-------- Dataset entries --------

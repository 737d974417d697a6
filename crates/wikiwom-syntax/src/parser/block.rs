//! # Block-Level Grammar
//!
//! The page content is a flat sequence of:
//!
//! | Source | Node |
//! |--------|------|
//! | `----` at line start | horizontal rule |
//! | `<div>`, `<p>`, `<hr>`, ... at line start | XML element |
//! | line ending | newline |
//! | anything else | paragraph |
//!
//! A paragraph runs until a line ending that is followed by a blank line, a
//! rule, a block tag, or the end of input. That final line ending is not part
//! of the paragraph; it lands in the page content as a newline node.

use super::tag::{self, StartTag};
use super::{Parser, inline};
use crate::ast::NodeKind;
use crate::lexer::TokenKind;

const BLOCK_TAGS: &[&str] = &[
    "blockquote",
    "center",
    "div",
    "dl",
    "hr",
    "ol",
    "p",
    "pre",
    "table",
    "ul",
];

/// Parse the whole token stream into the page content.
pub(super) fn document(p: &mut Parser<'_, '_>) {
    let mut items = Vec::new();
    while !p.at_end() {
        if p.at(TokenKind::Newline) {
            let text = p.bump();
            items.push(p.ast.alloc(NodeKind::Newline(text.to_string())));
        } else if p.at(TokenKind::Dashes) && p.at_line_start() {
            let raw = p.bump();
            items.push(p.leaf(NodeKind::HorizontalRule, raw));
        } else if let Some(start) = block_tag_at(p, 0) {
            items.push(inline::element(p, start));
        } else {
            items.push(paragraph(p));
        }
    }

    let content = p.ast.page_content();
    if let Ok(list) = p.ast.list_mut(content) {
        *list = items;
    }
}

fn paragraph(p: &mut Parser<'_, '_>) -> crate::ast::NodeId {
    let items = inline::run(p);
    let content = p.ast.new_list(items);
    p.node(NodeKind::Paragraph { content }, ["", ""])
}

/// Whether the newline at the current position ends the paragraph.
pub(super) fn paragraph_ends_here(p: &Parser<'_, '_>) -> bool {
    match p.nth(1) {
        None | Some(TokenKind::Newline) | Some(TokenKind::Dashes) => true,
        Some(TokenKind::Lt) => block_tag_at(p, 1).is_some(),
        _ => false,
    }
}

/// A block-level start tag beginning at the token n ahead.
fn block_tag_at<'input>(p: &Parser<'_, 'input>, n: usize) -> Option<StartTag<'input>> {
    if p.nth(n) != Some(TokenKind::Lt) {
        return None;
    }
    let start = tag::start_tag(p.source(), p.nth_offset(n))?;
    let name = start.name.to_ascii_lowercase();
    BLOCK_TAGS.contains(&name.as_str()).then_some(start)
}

--------

#### What this task involves:
Copy out every line of the listing that contains the string "Dashes".

#### Worked solution:
        } else if p.at(TokenKind::Dashes) && p.at_line_start() {
        None | Some(TokenKind::Newline) | Some(TokenKind::Dashes) => true,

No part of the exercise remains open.